En comparaison, au sein de la zone MENA (Moyen-Orient et nord de l’Afrique), le Maroc a une masse salariale élevée, soit 11,84%...

du PIB contre une moyenne de 9,8% pour les autres pays. A l’OCDE, la moyenne de la masse salariale est de 10% maximum (9,4% en France).

Parallèle entre salaire public et salaire privé

Si le fonctionnaire marocain touche en moyenne 7.700 DH, avec une augmentation de plus de moitié depuis 2006 et un SMIC qui a explosé de 90% en passant de 2.000 à 3.000 DH de 2006 à 2016, les salaires privés moyens tournent autour de 5.000 DH, avec un SMIG de 2.568 DH.

Le salaire d’un fonctionnaire au Maroc est de 3 fois le PIB par habitant, contre 1,2 en France et 1 en Espagne.

Et tout cela est dû à deux facteurs :

1/ Les augmentations salariales de 2009, 2011, 2012 et 2014 ;

2/ Les avancements et promotions au sein de la fonction publique.

Et en cause, la mauvaise gestion et l’absence de vision des autorités publiques lors des négociations dans le cadre du Dialogue social.

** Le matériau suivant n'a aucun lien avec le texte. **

use parking_lot::Mutex;

use crate::{RawRingBuffer, Result, options::RingBufferOptions};

/// A thread-safe, auto-growing circular byte buffer.
///
/// All state sits behind one [`parking_lot::Mutex`]. Every method holds the
/// lock for its whole duration and none of them blocks waiting for data or
/// space: reads on an empty buffer return [`Error::EndOfData`] at once and
/// oversized writes grow the buffer. Share it between a writer and a reader
/// with [`Arc`](std::sync::Arc).
///
/// [`Error::EndOfData`]: crate::Error::EndOfData
///
/// # Examples
///
/// ```rust
/// use ringbuffer::RingBuffer;
///
/// let rb = RingBuffer::new(16);
/// rb.write(b"Hello").unwrap();
/// rb.write(b"Hello").unwrap();
/// assert_eq!(rb.len(), 10);
///
/// let mut buf = [0u8; 5];
/// assert_eq!(rb.read(&mut buf), Ok(5));
/// assert_eq!(&buf, b"Hello");
/// assert_eq!(rb.len(), 5);
///
/// assert!(rb.read(&mut [0u8; 8]).is_ok());
/// assert!(rb.read(&mut buf).unwrap_err().is_end_of_data());
/// ```
#[derive(Debug, Default)]
pub struct RingBuffer {
    inner: Mutex<RawRingBuffer>,
}

impl RingBuffer {
    /// Creates a buffer whose initial capacity and growth quantum are the
    /// normalized `growth_size`.
    #[must_use]
    pub fn new(growth_size: usize) -> Self {
        Self::from(RawRingBuffer::new(growth_size))
    }

    /// Creates a buffer from [`RingBufferOptions`].
    #[must_use]
    pub fn with_options(options: RingBufferOptions) -> Self {
        Self::from(RawRingBuffer::with_options(options))
    }

    /// Appends all of `bytes`, growing if needed. See
    /// [`RawRingBuffer::write`].
    ///
    /// # Errors
    ///
    /// [`Error::Overflow`](crate::Error::Overflow) if the buffer cannot grow
    /// enough; nothing is written.
    pub fn write(&self, bytes: &[u8]) -> Result<usize> {
        if bytes.is_empty() {
            return Ok(0);
        }
        self.inner.lock().write(bytes)
    }

    /// Copies and consumes up to `buf.len()` unread bytes.
    ///
    /// # Errors
    ///
    /// [`Error::EndOfData`](crate::Error::EndOfData) when nothing is buffered.
    pub fn read(&self, buf: &mut [u8]) -> Result<usize> {
        self.inner.lock().read(buf)
    }

    /// Copies up to `buf.len()` unread bytes without consuming them.
    ///
    /// # Errors
    ///
    /// [`Error::EndOfData`](crate::Error::EndOfData) when nothing is buffered.
    pub fn peek(&self, buf: &mut [u8]) -> Result<usize> {
        self.inner.lock().peek(buf)
    }

    /// Discards up to `n` unread bytes, returning how many were discarded.
    pub fn consume(&self, n: usize) -> usize {
        self.inner.lock().consume(n)
    }

    /// Calls `visitor` with each unread byte and its logical index until it
    /// returns `true`.
    ///
    /// The lock is held throughout, so `visitor` must not call back into this
    /// buffer; doing so deadlocks.
    pub fn scan<F>(&self, visitor: F)
    where
        F: FnMut(u8, usize) -> bool,
    {
        self.inner.lock().scan(visitor);
    }

    /// Logical index of the first unread `target` byte.
    #[must_use]
    pub fn find(&self, target: u8) -> Option<usize> {
        self.inner.lock().find(target)
    }

    /// Logical index of the first occurrence of `target`, with the naive
    /// restart described on [`RawRingBuffer::find_sequence`].
    #[must_use]
    pub fn find_sequence(&self, target: &[u8]) -> Option<usize> {
        self.inner.lock().find_sequence(target)
    }

    /// Number of unread bytes.
    #[must_use]
    pub fn len(&self) -> usize {
        self.inner.lock().len()
    }

    /// Whether there are no unread bytes.
    #[must_use]
    pub fn is_empty(&self) -> bool {
        self.inner.lock().is_empty()
    }

    /// Current size of the backing array.
    #[must_use]
    pub fn capacity(&self) -> usize {
        self.inner.lock().capacity()
    }

    /// Allocation granularity used when growing.
    #[must_use]
    pub fn growth_quantum(&self) -> usize {
        self.inner.lock().growth_quantum()
    }

    #[cfg(any(test, feature = "fuzzing"))]
    /// Panics if the cursor invariants do not hold.
    ///
    /// Enabled only in test and fuzzing builds.
    pub fn assert_invariants(&self) {
        self.inner.lock().assert_invariants();
    }

    /// Unwraps the engine.
    #[must_use]
    pub fn into_inner(self) -> RawRingBuffer {
        self.inner.into_inner()
    }
}

impl From<RawRingBuffer> for RingBuffer {
    fn from(raw: RawRingBuffer) -> Self {
        Self {
            inner: Mutex::new(raw),
        }
    }
}
//! An auto-growing circular byte buffer with stream semantics.
//!
//! Bytes are stored in a contiguous array used as a ring, so reads and writes
//! never shuffle data. When a write does not fit, the array grows to the next
//! multiple of a fixed growth quantum and the unread bytes are moved to the
//! front, keeping their order.
//!
//! - [`RawRingBuffer`] is the unsynchronized engine (`&mut self` writes).
//! - [`RingBuffer`] (feature `std`, on by default) puts the engine behind a
//!   single mutex for one writer and one reader on different threads.
//!
//! Reading consumes bytes; peeking does not. Reading or peeking an empty
//! buffer returns [`Error::EndOfData`], which is the "nothing yet" signal
//! rather than a failure.
//!
//! ```rust
//! use ringbuffer::{Error, RingBuffer};
//!
//! let rb = RingBuffer::new(32);
//! for _ in 0..100 {
//!     rb.write(b"Hello").unwrap();
//! }
//! assert_eq!(rb.len(), 500);
//! assert_eq!(rb.find_sequence(b"oH"), Some(4));
//!
//! let mut buf = [0u8; 5];
//! rb.read(&mut buf).unwrap();
//! assert_eq!(&buf, b"Hello");
//! assert_eq!(rb.len(), 495);
//!
//! let empty = RingBuffer::new(16);
//! assert_eq!(empty.peek(&mut buf), Err(Error::EndOfData));
//! ```

#![no_std]
extern crate alloc;

#[cfg(any(test, feature = "std"))]
extern crate std;

mod error;
mod matcher;
mod options;
mod raw;
mod span;
#[cfg(feature = "std")]
mod sync;

#[cfg(test)]
mod tests;

pub use error::{Error, Result};
pub use options::{MAX_GROWTH_SIZE, MIN_GROWTH_SIZE, RingBufferOptions, growth_quantum};
pub use raw::RawRingBuffer;
#[cfg(feature = "std")]
pub use sync::RingBuffer;
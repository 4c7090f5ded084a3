use crate::config::TelemetryConfig;
use tracing_subscriber::filter::ParseError;
use tracing_subscriber::EnvFilter;

#[derive(Debug, thiserror::Error)]
pub enum TelemetryError {
    #[error("invalid log level/filter '{value}': unable to build EnvFilter")]
    EnvFilter { value: String, source: ParseError },
    #[error("telemetry error: {0}")]
    Subscriber(Box<dyn std::error::Error + Send + Sync>),
}

/// Installs the global fmt subscriber. `RUST_LOG` wins over the configured level.
pub fn init(config: &TelemetryConfig) -> Result<(), TelemetryError> {
    let env_filter = match EnvFilter::try_from_default_env() {
        Ok(filter) => filter,
        Err(_) => build_filter(&config.log_level)?,
    };

    tracing_subscriber::fmt()
        .with_env_filter(env_filter)
        .with_target(config.include_targets)
        .compact()
        .with_ansi(false)
        .try_init()
        .map_err(TelemetryError::Subscriber)
}

fn build_filter(level: &str) -> Result<EnvFilter, TelemetryError> {
    EnvFilter::try_new(level).map_err(|source| TelemetryError::EnvFilter {
        value: level.to_string(),
        source,
    })
}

La Cour des comptes, pessimiste ou réaliste, estime que cette propension à l’augmentation de la masse salariale se poursuivra sur les années à venir, et elle recommande donc une meilleure maîtrise de ces dépenses salariales.

Les constats

La Cour des comptes établit des remarques sur cette fonction publique, qui coûte aussi cher aux finances de l’Etat :

1/ Qualité médiocre des prestations en dépit des moyens dévolus ;

2/ Absence d’une culture d’évaluation de la fonction publique ;

3/ Faible exploitation des rapports et projets en vue de la simplification des procédures administratives ;

4/ Faible impact du ministère de la Fonction publique et grande domination des Finances ;

5/ Gestion obsolète des ressources humaines de l’Etat ;

6/ Une formation continue sans vision ni perspectives, et promotion non liée aux rendus ;

Les recommandations

La Cour des comptes, comme à son habitude, émet plusieurs recommandations en vue, peut-être, de l’amélioration du service public.

1/ Révision du système de valeurs au sein de la fonction publique ;

2/ Mise en place de mécanismes pour améliorer la qualité du service ;

3/ Obligation faite aux  administrations de simplifier leurs procédures ;

4/ Meilleure maîtrise du temps de travail ;

5/ Elaboration d’une politique effective de déconcentration administrative ;

6/ Mise en place d’un système liant la promotion au mérite ;

7/ Révision complète du système salarial ;

8/ Mise en place effective de la formation continue.